Wednesday, January 6, 2010

Factory Farmed Meat: Fast Food Beef 'Disinfected' with Ammonia

From Natural News.com comes yet another expose on the perils of factory farmed meat. This time, we discover that ammonia is used to 'disinfect' meat scraps from e-coli so they can be sold to fast food joints. Folks, this is more proof of the USDA's rather warped perspective on food safety. (See my other articles on meat by clicking "Meat/Factory Farming" in the labels section of the bottom of the post).

(NaturalNews) If you're in the beef business, what do you do with all the extra cow parts and trimmings that have traditionally been sold off for use in pet food? You scrape them together into a pink mass, inject them with a chemical to kill the e.coli, and sell them to fast food restaurants to make into hamburgers.
That's what's been happening all across the USA with beef sold to McDonald's, Burger King, school lunches and other fast food restaurants, according to a New York Times article. The beef is injected with ammonia, a chemical commonly used in glass cleaning and window cleaning products.
This is all fine with the USDA, which endorses the procedure as a way to make the hamburger beef "safe" enough to eat. Ammonia kills e.coli, you see, and the USDA doesn't seem to be concerned with the fact that people are eating ammonia in their hamburgers.........

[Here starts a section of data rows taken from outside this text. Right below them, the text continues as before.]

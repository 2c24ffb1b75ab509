use aes_gcm::aead::{Aead, KeyInit};
use aes_gcm::{Aes256Gcm, Nonce};
use base64::Engine;
use base64::engine::general_purpose::URL_SAFE;
use rand::Rng;
use sha2::Sha256;
use zeroize::Zeroizing;

use crate::error::{Error, Result};

/// Fixed derivation salt. The master secret supplies the entropy; changing it
/// makes every stored value undecryptable.
const DERIVATION_SALT: &[u8] = b"modelgate-secrets-v1";
const KEY_DERIVATION_ITERATIONS: u32 = 100_000;
const KEY_LEN: usize = 32;

const TOKEN_VERSION: u8 = 0x01;
const NONCE_LEN: usize = 12;
const TAG_LEN: usize = 16;
const MIN_TOKEN_LEN: usize = 1 + NONCE_LEN + TAG_LEN;

/// Authenticated encryption of secret strings with a key derived from the
/// process master secret.
///
/// The key is derived once in [`Cipher::new`]; construct one instance at
/// startup and share it.
pub struct Cipher {
    aead: Aes256Gcm,
}

impl std::fmt::Debug for Cipher {
    fn fmt(&self, f: &mut std::fmt::Formatter<'_>) -> std::fmt::Result {
        f.debug_struct("Cipher").finish_non_exhaustive()
    }
}

impl Cipher {
    pub fn new(master_secret: &str) -> Result<Self> {
        if master_secret.is_empty() {
            return Err(Error::Config(
                "master secret must be set to use encrypted secret storage".to_string(),
            ));
        }

        let key = derive_key(master_secret);
        let aead = Aes256Gcm::new_from_slice(key.as_slice())
            .map_err(|e| Error::Config(format!("invalid derived key: {e}")))?;

        tracing::info!("Secret cipher initialized");
        Ok(Self { aead })
    }

    /// Encrypts `plaintext` into a URL-safe token: version || nonce || ciphertext+tag.
    pub fn encrypt(&self, plaintext: &str) -> Result<String> {
        let mut nonce_bytes = [0u8; NONCE_LEN];
        rand::thread_rng().fill(&mut nonce_bytes);
        let nonce = Nonce::from_slice(&nonce_bytes);

        let ciphertext = self
            .aead
            .encrypt(nonce, plaintext.as_bytes())
            .map_err(|e| Error::Crypto(e.to_string()))?;

        let mut out = Vec::with_capacity(1 + NONCE_LEN + ciphertext.len());
        out.push(TOKEN_VERSION);
        out.extend_from_slice(&nonce_bytes);
        out.extend_from_slice(&ciphertext);
        Ok(URL_SAFE.encode(out))
    }

    /// Decrypts a token produced by [`Cipher::encrypt`].
    ///
    /// Any malformed, tampered, or foreign-key token yields [`Error::Decryption`].
    pub fn decrypt(&self, token: &str) -> Result<String> {
        let raw = URL_SAFE
            .decode(token.trim())
            .map_err(|_| Error::Decryption)?;

        if raw.len() < MIN_TOKEN_LEN || raw[0] != TOKEN_VERSION {
            return Err(Error::Decryption);
        }

        let nonce = Nonce::from_slice(&raw[1..1 + NONCE_LEN]);
        let body = &raw[1 + NONCE_LEN..];

        let plaintext = self
            .aead
            .decrypt(nonce, body)
            .map_err(|_| Error::Decryption)?;

        String::from_utf8(plaintext).map_err(|_| Error::Decryption)
    }
}

/// PBKDF2-HMAC-SHA256 over the master secret with the fixed salt.
#[must_use]
pub fn derive_key(master_secret: &str) -> Zeroizing<[u8; KEY_LEN]> {
    let mut key = Zeroizing::new([0u8; KEY_LEN]);
    pbkdf2::pbkdf2_hmac::<Sha256>(
        master_secret.as_bytes(),
        DERIVATION_SALT,
        KEY_DERIVATION_ITERATIONS,
        &mut key[..],
    );
    key
}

Fascinating. So you can inject a beef product with a chemical found in glass cleaning products and simply call it a "processing agent" -- with the full permission and approval of the USDA, no less! Does anyone doubt any longer how deeply embedded the USDA is with the beef industry?


1 comment:

  1. Wow! This should be a wake up call to those who eat burgers from fast food joints.